**What you should do**: Copy each line below in which the string "Vinyl" occurs.

== Segment start ==

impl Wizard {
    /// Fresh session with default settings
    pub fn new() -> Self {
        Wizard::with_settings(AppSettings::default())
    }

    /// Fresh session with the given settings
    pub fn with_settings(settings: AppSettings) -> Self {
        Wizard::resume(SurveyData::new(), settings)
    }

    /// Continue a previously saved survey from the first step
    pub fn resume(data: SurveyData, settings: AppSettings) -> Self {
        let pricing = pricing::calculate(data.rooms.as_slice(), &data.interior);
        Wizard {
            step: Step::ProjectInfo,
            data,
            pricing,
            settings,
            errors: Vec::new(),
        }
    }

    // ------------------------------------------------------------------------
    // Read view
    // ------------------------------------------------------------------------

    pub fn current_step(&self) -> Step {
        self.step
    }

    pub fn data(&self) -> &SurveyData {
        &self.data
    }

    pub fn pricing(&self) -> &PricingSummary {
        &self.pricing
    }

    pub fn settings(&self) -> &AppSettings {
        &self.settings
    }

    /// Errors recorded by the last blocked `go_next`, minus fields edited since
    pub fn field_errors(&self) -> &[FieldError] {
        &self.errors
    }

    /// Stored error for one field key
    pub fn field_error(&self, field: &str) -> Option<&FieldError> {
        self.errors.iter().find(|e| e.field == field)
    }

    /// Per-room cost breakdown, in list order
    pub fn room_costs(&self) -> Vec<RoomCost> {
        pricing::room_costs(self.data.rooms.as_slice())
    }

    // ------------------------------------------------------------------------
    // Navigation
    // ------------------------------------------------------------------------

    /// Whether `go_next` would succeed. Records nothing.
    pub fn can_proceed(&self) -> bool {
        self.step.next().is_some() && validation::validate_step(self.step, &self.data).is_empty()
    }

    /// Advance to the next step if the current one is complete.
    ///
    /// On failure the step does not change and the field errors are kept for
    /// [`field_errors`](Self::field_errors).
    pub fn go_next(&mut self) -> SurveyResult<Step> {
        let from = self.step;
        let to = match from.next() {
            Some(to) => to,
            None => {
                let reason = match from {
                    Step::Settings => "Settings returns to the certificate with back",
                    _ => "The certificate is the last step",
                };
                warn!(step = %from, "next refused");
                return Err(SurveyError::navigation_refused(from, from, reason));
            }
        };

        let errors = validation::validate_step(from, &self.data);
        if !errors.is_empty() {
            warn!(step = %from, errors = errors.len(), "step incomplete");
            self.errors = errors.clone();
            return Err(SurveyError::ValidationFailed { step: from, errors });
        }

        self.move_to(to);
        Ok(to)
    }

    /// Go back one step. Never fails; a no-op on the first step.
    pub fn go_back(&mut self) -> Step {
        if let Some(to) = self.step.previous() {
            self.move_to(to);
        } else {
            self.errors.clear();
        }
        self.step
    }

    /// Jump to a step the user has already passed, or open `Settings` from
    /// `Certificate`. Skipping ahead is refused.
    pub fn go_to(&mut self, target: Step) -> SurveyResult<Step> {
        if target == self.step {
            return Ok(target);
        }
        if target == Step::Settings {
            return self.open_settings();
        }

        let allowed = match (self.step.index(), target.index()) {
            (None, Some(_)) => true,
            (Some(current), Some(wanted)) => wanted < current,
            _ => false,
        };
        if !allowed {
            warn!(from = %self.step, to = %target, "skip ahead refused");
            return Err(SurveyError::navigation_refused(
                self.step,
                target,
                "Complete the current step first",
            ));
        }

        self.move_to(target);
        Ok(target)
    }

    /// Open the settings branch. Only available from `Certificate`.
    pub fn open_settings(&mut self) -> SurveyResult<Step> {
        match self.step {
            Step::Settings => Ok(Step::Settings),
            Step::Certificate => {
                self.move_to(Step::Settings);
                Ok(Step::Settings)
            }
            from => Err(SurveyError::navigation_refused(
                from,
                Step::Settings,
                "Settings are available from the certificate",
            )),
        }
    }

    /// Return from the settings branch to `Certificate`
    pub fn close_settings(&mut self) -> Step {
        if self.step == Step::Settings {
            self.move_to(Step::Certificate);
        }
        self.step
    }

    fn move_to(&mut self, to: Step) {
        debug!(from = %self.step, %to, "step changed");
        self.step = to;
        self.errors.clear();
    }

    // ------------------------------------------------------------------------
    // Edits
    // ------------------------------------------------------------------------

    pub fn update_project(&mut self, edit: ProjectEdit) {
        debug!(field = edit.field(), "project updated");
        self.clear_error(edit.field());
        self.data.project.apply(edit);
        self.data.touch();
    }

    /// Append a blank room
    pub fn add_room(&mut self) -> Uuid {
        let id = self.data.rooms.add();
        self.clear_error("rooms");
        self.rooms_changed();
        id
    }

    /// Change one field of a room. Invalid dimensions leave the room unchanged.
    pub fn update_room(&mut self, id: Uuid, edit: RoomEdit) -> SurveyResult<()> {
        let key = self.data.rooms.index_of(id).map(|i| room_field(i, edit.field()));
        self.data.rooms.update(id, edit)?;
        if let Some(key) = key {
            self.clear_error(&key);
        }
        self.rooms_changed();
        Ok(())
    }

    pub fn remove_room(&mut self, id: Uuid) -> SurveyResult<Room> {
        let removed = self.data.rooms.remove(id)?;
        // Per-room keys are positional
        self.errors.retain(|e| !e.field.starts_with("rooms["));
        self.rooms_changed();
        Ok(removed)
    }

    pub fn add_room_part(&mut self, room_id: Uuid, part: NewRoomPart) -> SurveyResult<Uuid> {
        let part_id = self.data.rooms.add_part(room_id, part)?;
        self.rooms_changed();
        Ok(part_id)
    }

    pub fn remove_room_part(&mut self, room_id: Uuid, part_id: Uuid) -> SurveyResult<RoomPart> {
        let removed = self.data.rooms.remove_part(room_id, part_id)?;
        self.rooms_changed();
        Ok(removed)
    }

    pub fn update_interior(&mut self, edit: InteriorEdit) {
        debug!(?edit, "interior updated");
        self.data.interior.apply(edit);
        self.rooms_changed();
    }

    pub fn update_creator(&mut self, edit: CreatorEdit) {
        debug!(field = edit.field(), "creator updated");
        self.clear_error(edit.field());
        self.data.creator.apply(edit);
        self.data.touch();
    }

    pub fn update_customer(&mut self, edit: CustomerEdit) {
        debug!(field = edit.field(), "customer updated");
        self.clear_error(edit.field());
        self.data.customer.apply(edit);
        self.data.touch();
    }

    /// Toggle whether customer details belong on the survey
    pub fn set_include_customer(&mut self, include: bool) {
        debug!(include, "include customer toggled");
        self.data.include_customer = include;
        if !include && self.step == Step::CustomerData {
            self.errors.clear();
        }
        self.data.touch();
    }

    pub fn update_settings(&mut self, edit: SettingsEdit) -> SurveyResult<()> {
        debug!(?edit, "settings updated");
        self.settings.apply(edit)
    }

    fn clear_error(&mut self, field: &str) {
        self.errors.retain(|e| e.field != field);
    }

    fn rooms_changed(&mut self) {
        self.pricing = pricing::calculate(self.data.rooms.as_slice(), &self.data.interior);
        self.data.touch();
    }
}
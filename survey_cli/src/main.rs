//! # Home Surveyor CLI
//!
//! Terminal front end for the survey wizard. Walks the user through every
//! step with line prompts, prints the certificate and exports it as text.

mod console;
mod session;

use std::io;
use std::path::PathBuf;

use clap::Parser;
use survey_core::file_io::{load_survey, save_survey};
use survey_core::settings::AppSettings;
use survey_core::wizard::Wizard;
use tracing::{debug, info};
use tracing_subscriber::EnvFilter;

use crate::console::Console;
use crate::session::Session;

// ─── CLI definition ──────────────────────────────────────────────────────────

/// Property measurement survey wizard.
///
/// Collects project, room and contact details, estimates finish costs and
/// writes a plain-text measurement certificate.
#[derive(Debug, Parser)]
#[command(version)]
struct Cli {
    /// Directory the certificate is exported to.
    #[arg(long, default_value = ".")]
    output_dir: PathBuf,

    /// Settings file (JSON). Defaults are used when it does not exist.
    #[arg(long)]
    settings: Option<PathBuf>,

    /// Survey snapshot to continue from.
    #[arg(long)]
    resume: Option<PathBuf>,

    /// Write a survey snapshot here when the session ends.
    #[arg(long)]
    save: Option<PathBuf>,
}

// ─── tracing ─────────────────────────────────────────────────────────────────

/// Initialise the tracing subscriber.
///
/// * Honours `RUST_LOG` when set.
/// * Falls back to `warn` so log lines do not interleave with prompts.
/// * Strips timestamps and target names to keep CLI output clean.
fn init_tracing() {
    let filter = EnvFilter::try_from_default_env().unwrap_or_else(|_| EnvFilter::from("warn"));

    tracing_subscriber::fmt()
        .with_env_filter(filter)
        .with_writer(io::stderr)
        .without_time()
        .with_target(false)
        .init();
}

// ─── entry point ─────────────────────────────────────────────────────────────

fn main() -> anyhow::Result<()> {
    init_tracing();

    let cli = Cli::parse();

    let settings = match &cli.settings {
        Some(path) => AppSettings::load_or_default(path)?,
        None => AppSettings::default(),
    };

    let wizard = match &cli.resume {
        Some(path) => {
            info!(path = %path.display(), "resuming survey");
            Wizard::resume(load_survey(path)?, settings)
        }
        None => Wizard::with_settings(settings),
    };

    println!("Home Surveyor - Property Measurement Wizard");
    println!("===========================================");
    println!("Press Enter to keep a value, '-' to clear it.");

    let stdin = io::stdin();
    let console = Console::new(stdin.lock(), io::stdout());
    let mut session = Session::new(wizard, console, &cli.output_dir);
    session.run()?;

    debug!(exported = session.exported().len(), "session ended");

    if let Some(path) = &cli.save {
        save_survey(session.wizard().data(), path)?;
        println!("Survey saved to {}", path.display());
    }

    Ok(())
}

== Segment end ==
== Segment start ==

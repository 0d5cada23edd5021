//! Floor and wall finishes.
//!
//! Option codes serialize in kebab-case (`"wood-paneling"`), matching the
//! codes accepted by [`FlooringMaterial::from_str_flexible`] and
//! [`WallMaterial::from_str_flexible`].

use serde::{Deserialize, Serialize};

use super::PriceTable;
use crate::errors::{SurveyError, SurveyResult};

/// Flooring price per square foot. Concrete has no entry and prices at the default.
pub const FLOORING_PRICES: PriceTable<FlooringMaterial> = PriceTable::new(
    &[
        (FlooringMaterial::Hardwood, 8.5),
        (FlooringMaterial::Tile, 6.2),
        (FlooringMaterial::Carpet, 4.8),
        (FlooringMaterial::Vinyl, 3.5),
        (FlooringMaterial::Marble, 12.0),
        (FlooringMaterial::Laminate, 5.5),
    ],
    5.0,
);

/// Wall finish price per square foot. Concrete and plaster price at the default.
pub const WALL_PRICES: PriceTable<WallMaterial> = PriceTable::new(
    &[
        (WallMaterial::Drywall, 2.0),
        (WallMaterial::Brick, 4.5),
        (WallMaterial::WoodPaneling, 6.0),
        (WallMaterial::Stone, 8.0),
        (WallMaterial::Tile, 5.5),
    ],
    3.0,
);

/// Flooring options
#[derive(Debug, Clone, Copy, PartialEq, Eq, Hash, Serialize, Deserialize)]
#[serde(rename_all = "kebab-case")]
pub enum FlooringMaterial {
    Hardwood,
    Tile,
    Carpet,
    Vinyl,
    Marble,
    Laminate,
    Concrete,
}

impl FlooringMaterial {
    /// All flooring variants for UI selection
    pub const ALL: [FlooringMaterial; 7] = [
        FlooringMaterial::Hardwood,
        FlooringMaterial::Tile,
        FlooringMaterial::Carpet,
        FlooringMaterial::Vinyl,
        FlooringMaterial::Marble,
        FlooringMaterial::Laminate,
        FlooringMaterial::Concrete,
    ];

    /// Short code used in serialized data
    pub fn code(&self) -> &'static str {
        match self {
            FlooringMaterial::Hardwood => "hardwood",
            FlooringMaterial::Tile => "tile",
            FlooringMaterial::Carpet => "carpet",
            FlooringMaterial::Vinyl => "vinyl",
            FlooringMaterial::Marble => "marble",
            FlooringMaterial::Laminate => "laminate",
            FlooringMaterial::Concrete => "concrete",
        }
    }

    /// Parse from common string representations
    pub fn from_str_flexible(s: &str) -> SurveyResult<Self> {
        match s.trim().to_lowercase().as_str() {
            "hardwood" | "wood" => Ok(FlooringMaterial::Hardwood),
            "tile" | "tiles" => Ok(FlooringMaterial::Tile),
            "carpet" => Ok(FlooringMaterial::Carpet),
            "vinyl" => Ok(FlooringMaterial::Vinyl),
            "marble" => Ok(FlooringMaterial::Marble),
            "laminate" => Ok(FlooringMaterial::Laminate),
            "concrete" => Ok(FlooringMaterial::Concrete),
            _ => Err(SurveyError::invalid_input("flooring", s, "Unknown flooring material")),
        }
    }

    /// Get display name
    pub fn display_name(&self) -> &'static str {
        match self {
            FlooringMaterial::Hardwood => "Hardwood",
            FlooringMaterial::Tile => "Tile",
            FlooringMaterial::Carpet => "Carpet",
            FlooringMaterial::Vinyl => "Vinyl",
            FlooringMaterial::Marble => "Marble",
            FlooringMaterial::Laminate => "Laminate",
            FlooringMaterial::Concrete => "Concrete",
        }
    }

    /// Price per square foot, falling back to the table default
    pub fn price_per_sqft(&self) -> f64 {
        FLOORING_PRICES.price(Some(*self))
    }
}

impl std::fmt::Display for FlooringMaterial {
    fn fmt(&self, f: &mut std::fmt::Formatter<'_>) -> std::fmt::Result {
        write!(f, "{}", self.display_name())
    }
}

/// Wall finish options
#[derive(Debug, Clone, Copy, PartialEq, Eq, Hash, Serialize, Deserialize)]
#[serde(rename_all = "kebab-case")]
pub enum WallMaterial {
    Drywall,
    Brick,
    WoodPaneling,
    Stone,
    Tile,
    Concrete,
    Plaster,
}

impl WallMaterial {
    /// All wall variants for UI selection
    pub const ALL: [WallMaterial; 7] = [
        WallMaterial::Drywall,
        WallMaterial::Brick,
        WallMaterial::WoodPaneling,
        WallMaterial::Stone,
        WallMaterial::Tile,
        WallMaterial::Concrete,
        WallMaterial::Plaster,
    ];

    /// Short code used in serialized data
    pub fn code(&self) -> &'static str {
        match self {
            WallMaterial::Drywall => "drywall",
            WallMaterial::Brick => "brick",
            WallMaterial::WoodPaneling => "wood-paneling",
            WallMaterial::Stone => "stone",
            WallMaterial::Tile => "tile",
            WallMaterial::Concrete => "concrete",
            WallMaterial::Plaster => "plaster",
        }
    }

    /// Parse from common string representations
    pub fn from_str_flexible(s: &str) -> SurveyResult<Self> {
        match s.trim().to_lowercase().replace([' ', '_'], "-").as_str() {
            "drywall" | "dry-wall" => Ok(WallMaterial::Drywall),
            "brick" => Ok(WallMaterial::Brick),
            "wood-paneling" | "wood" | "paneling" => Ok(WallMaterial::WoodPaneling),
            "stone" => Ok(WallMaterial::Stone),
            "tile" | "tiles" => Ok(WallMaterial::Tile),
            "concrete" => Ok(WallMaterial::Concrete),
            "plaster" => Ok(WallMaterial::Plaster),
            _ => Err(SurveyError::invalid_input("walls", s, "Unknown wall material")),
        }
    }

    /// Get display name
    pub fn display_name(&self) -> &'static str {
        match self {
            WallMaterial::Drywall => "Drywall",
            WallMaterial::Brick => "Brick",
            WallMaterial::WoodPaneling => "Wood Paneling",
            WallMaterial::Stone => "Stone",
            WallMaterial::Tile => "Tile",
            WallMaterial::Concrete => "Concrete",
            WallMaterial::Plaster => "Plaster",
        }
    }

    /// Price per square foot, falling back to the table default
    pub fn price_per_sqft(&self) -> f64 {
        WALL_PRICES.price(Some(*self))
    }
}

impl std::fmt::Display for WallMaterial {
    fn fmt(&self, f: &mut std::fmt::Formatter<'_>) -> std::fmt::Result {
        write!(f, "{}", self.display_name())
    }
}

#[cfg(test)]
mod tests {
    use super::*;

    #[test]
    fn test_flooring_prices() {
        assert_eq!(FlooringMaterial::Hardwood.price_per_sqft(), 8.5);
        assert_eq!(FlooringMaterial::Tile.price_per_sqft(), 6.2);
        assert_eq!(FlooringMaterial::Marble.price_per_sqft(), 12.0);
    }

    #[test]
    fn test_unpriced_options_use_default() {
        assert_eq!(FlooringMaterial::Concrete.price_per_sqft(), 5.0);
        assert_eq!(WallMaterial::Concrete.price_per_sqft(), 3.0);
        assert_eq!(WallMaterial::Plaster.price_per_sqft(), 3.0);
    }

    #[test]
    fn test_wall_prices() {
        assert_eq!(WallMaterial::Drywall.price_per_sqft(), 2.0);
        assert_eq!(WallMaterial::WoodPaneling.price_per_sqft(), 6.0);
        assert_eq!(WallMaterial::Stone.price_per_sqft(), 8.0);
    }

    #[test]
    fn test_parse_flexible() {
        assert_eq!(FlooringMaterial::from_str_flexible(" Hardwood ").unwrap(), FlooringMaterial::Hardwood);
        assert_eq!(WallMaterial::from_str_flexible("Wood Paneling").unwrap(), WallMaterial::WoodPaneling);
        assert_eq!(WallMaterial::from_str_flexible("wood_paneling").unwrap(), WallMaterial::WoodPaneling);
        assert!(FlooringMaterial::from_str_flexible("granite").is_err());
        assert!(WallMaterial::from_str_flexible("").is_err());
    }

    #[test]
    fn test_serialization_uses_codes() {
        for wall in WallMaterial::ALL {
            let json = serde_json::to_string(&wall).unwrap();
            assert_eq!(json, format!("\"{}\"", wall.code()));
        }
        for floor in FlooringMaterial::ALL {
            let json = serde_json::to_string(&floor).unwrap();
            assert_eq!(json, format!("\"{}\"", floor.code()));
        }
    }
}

== Segment end ==
== Segment start ==

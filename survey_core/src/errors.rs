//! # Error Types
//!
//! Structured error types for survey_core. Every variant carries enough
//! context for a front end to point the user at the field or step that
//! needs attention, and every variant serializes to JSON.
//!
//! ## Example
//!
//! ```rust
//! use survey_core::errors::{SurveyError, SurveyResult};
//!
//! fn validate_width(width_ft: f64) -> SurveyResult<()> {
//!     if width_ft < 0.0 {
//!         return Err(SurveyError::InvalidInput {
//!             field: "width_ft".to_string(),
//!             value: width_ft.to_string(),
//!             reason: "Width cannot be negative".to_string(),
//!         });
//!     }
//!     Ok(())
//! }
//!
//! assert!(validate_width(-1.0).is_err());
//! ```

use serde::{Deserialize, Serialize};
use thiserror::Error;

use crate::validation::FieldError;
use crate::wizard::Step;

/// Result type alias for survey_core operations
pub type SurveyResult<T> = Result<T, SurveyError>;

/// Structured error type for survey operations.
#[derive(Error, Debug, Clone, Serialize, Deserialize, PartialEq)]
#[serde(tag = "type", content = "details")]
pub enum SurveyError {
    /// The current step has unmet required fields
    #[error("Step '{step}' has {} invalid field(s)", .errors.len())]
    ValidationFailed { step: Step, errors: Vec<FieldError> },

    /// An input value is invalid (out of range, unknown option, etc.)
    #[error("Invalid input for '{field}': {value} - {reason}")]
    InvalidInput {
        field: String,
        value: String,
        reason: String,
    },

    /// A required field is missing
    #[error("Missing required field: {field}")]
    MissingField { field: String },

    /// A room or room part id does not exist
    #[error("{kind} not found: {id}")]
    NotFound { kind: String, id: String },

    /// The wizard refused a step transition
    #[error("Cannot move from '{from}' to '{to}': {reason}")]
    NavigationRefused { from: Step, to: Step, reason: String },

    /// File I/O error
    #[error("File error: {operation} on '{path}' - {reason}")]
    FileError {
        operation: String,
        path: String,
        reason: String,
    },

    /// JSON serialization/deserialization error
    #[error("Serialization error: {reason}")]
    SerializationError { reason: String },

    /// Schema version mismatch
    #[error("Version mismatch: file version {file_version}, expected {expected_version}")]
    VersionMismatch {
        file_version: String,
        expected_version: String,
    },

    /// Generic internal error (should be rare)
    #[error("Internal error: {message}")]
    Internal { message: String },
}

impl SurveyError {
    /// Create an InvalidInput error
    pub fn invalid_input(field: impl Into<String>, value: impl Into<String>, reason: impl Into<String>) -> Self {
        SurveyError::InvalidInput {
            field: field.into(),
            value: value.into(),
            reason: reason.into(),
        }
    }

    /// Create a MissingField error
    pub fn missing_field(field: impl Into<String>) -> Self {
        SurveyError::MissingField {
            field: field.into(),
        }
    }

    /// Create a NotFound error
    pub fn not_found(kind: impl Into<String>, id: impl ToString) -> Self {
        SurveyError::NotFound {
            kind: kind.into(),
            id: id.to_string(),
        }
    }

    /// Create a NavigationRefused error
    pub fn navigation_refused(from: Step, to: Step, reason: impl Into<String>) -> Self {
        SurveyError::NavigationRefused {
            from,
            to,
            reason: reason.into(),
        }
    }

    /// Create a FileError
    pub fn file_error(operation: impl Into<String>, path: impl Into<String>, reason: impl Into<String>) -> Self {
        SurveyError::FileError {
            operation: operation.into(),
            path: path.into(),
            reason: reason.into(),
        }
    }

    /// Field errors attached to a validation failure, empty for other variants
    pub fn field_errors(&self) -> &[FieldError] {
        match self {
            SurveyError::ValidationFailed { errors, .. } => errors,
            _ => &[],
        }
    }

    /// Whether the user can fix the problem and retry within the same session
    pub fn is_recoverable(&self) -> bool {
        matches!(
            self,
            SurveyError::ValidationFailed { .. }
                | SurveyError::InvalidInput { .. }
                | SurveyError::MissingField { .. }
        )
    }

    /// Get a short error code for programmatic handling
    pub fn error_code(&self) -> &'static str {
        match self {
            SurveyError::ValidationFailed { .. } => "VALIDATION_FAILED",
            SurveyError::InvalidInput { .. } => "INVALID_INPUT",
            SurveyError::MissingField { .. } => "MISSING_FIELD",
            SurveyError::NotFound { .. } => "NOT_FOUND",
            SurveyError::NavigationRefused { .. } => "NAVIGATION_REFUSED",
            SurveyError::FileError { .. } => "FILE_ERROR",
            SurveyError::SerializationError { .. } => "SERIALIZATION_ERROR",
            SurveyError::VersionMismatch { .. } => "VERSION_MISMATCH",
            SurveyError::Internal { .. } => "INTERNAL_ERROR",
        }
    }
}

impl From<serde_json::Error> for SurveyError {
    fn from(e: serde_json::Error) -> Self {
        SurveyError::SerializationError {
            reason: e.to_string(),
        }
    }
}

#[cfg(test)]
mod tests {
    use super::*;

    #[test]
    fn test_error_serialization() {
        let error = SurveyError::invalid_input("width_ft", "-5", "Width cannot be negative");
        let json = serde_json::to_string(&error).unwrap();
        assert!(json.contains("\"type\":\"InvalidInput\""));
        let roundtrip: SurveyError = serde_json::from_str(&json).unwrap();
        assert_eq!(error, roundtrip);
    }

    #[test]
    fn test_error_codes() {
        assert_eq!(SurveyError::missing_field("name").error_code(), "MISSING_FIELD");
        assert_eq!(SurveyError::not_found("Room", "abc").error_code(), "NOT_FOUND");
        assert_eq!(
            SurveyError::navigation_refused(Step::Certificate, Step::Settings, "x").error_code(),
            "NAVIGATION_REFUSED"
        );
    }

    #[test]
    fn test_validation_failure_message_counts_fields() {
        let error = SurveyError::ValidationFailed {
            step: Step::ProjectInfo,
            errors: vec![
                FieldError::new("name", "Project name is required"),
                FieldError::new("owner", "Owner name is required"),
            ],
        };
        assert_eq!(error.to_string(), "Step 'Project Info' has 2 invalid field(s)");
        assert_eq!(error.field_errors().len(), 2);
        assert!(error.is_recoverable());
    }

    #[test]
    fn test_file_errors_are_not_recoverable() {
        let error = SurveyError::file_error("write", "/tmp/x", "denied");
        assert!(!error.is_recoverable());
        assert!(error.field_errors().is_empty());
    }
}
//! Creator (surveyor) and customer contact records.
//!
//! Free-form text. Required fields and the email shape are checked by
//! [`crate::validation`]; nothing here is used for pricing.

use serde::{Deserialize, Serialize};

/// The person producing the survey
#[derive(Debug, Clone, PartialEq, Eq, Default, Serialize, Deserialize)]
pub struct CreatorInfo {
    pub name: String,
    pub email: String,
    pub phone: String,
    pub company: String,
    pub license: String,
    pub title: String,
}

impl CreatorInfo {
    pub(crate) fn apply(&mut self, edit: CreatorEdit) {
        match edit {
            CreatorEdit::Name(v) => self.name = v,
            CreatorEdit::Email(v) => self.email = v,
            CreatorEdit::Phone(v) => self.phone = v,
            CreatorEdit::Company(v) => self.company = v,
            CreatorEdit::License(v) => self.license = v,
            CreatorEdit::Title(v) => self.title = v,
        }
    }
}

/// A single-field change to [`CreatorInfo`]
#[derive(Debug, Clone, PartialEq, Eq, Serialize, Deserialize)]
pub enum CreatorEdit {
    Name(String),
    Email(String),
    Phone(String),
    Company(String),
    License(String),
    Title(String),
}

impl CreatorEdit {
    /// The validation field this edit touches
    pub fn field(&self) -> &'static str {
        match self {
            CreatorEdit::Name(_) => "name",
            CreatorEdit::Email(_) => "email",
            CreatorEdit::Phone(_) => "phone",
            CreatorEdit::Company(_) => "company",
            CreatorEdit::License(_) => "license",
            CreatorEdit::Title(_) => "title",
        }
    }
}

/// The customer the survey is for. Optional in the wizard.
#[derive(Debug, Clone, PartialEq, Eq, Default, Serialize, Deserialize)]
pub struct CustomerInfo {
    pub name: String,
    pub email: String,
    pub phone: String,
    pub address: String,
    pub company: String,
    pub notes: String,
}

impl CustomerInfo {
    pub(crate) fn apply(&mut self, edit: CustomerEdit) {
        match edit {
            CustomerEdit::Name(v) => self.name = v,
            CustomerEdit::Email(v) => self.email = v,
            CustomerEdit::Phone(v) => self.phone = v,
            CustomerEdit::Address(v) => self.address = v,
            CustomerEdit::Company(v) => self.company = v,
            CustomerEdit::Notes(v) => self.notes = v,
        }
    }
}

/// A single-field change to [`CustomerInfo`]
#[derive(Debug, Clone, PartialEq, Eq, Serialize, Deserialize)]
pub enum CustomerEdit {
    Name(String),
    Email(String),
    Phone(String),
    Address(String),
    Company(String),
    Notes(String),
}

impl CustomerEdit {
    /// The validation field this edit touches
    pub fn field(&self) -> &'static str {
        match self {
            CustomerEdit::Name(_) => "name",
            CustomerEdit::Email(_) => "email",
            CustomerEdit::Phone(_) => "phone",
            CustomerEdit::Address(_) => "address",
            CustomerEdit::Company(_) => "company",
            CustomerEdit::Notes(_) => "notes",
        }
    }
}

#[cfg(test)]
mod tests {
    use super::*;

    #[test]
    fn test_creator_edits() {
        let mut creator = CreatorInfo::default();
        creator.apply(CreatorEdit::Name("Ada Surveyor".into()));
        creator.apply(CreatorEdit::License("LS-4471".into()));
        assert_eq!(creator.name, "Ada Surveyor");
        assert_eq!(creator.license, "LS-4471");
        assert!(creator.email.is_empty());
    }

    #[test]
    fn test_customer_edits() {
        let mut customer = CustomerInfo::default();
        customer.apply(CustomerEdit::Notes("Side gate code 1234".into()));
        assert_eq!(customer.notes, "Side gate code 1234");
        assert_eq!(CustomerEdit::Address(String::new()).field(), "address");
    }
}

== Segment end ==

**Written answer**:
        (FlooringMaterial::Vinyl, 3.5),
    Vinyl,
        FlooringMaterial::Vinyl,
            FlooringMaterial::Vinyl => "vinyl",
            "vinyl" => Ok(FlooringMaterial::Vinyl),
            FlooringMaterial::Vinyl => "Vinyl",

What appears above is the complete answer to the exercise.